• _WORK REQUEST_
Look through the records, and whenever a line includes the word "Stats", copy it.

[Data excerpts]
=== Section Start ===

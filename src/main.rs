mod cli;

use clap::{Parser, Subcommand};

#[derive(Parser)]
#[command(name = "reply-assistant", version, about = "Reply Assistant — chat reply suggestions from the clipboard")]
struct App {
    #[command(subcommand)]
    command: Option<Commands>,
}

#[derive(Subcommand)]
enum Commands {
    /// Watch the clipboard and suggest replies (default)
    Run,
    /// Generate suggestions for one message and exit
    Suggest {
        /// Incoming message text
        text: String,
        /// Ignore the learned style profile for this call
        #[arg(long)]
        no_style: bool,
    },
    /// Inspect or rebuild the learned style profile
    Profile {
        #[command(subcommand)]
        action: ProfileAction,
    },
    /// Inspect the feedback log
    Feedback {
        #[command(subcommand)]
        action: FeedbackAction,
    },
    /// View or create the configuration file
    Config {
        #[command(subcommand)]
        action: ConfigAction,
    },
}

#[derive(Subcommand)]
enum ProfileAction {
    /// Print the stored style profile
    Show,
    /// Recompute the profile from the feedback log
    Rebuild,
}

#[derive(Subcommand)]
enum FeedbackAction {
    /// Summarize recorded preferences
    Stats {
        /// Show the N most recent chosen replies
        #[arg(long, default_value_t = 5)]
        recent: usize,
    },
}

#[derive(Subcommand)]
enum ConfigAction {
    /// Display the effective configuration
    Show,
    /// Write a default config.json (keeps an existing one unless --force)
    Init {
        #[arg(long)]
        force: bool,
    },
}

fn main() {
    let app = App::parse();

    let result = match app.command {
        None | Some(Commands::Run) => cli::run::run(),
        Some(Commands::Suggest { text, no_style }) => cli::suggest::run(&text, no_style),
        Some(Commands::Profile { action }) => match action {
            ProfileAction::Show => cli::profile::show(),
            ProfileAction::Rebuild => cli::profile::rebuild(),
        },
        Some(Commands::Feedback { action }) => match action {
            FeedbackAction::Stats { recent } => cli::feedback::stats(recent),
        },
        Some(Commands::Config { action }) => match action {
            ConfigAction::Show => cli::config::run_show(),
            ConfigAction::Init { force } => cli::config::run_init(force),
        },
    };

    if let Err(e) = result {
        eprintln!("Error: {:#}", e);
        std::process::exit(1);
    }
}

=== Section End ===
=== Section Start ===

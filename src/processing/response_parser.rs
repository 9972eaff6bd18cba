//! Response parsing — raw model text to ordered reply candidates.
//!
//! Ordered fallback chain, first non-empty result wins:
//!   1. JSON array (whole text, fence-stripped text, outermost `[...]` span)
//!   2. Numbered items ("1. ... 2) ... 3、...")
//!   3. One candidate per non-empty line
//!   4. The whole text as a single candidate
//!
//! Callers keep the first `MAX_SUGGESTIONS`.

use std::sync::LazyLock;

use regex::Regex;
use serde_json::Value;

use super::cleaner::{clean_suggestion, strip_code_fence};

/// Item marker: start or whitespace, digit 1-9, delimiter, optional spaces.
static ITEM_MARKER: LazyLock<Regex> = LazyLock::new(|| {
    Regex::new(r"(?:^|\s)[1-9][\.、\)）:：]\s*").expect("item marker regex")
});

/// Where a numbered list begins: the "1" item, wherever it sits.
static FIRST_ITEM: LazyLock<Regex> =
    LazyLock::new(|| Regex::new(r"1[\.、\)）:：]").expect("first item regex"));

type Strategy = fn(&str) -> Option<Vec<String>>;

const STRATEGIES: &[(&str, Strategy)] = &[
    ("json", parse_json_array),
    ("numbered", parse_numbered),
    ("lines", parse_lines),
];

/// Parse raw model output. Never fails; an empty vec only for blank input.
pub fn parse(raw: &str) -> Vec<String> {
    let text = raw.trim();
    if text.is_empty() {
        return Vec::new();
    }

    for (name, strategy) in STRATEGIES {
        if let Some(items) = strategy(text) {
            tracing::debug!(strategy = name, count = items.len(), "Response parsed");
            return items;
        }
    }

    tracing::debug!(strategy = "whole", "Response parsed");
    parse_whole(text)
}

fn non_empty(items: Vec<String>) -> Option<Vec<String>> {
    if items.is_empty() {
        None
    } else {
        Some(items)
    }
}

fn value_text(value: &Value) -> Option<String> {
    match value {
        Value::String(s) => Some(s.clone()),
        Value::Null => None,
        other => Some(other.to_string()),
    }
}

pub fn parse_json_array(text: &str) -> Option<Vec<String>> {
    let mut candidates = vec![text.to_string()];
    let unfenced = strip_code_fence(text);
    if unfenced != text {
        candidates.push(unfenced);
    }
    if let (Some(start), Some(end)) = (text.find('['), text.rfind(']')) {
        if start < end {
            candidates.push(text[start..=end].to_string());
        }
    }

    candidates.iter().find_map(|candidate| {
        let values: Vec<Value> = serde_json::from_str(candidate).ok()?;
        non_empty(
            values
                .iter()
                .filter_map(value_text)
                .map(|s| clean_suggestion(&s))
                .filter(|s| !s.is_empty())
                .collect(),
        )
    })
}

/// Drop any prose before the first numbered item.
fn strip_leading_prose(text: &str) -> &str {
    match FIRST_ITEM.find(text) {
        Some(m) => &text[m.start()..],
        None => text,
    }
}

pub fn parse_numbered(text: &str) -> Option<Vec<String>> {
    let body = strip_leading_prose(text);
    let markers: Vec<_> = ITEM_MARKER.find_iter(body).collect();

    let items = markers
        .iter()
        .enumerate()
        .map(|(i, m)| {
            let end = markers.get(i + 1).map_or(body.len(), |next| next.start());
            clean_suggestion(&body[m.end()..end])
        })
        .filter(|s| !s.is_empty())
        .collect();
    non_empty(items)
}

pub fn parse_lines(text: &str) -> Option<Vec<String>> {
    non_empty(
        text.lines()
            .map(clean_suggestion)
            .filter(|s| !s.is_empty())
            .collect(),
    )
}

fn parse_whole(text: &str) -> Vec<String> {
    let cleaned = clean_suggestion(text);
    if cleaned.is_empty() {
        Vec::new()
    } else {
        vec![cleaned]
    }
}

=== Section End ===

• _ANSWER FOR THE TASK_
    Stats {
            FeedbackAction::Stats { recent } => cli::feedback::stats(recent),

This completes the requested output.